Hi, this may seem like a simple question compared to all that's being discussed, but I've always been taught that mineral oil doesn't penetrate the skin... Yet we use a very cheap mineral oil for basic massage (Elemis oils for Elemis massages) and quite often if my client has particularly dry skin the oil will just soak right in and I'll have to re-apply... So it must penetrate, right?
 
I would argue that there are no 'facts' in science anyway, only measurements & assumptions. The closest we can come to a fact (to quote a scientist) is when something has "been determined so many times by different researchers and different techniques that we can treat a narrow range of values by consensus as if they were absolute facts. An example would be considering the boiling point of methanol at 1 atm to be 65C within one degree of accuracy. For most purposes that will suffice, as long as we understand the source of our confidence.”

Thus I would suggest that the idea that parabens, as used in cosmetics, are safe is far from a mere opinion, and much closer to fact.



Yes that's right Martin, just like the many scientists who contributed to developing a massive body of authority relied on by the courts back in the day who said, with confidence, that smoking was not harmful.
 
Yes that's right Martin, just like the many scientists who contributed to developing a massive body of authority relied on by the courts back in the day who said, with confidence, that smoking was not harmful.

Besides there being a huge difference between science & the peer review processes etc between 1960 & 2010 (especially as much of the body of evidence you are talking about wasn't independent but provided & paid for by the cigarette companies themselves, which is not the case with parabens), there is also a big difference between something ingested orally & applied to the skin, especially when parabens have been demonstrated not to accumulate in the body over a 36 hour period. We are also talking about a massive difference in quantity of ingredient.

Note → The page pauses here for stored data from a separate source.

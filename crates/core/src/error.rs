#[derive(Debug, thiserror::Error)]
pub enum CoreError {
    #[error("Entity not found: {entity} with id {id}")]
    NotFound { entity: &'static str, id: String },

    #[error("Validation failed: {0}")]
    Validation(String),

    #[error("Conflict: {0}")]
    Conflict(String),

    #[error("Unauthorized: {0}")]
    Unauthorized(String),

    #[error("Internal error: {0}")]
    Internal(String),
}
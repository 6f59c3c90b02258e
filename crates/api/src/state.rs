use std::sync::Arc;

use unplugd_db::{ConnectionRegistry, DbPool};
use unplugd_events::EventBus;
use unplugd_pipeline::JobService;

use crate::config::ServerConfig;
use crate::ws::WsManager;

/// Shared application state available to all Axum handlers via `State<AppState>`.
///
/// This is cheaply cloneable (inner data is behind `Arc` or is already `Clone`).
#[derive(Clone)]
pub struct AppState {
    pub config: Arc<ServerConfig>,
    /// Postgres pool, or `None` when running on the in-memory stores.
    pub pool: Option<DbPool>,
    /// Job intake, read model and orchestration starts.
    pub jobs: Arc<JobService>,
    /// Connection rows written on connect and removed on disconnect.
    pub connections: Arc<dyn ConnectionRegistry>,
    /// WebSocket connections held by this process.
    pub ws_manager: Arc<WsManager>,
    /// Progress bus fed by the internal progress endpoint.
    pub event_bus: Arc<EventBus>,
}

I'm sorry but beyond that I'm not going to get into discussions of conspiracy theories, I'd rather keep it on track & utilise the overwhelming existing body of (mostly independent) evidence rather than a single preliminary inconclusive study.
 
Hi, this may seem like a simple question compared to all that's being discussed, but I've always been taught that mineral oil doesn't penetrate the skin... Yet we use a very cheap mineral oil for basic massage (Elemis oils for Elemis massages) and quite often if my client has particularly dry skin the oil will just soak right in and I'll have to re-apply... So it must penetrate, right?

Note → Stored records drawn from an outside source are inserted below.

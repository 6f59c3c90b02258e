//! Request handlers.
//!
//! - [`jobs`]: the owner-scoped `/api/v1/jobs` resource.
//! - [`internal`]: orchestration starts and worker progress, called by
//!   trusted collaborators rather than end users.

pub mod internal;
pub mod jobs;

At least this gets us back on topic!! A small quantitiy of mineral oil does penetrate the skin eventually, just very very slowly, and if you have a client with dry skin & combine it with the increased absorption you get from massage, some of it will be going into the upper layers of the epidermis. It's actually for that reason quite a good ingredient for dry skin, combined with other things, as it forms an occlusive layer preventing loss of water from the skin.
 
Thank you Martin and Spa therapist, never knew i would start so much chaos
 
Apparently the inventor of Vaseline Robert Chesebrough who incidentally lived to 101 ate a tea spoon of the stuff everyday. :lol: So he was happy to eat it and put it on his face!
 
Apparently the inventor of Vaseline Robert Chesebrough who incidentally lived to 101 ate a tea spoon of the stuff everyday. :lol: So he was happy to eat it and put it on his face!

Yes, everyone should eat vaseline on toast for breakfast.....

weezie, you can try it first then let us know how good it is :)

If you/anyone thinks it's good enough, then use it, don't dispute it or argue, just use it.

I prefer not to ..... that's my decision/preference and my prerogative, you guys can do whatever you want ...... and you do, just like I do, .......

only I get bombarded when I give my opinion, yet apparently anyone else's is completely acceptable, no matter how hypocritical.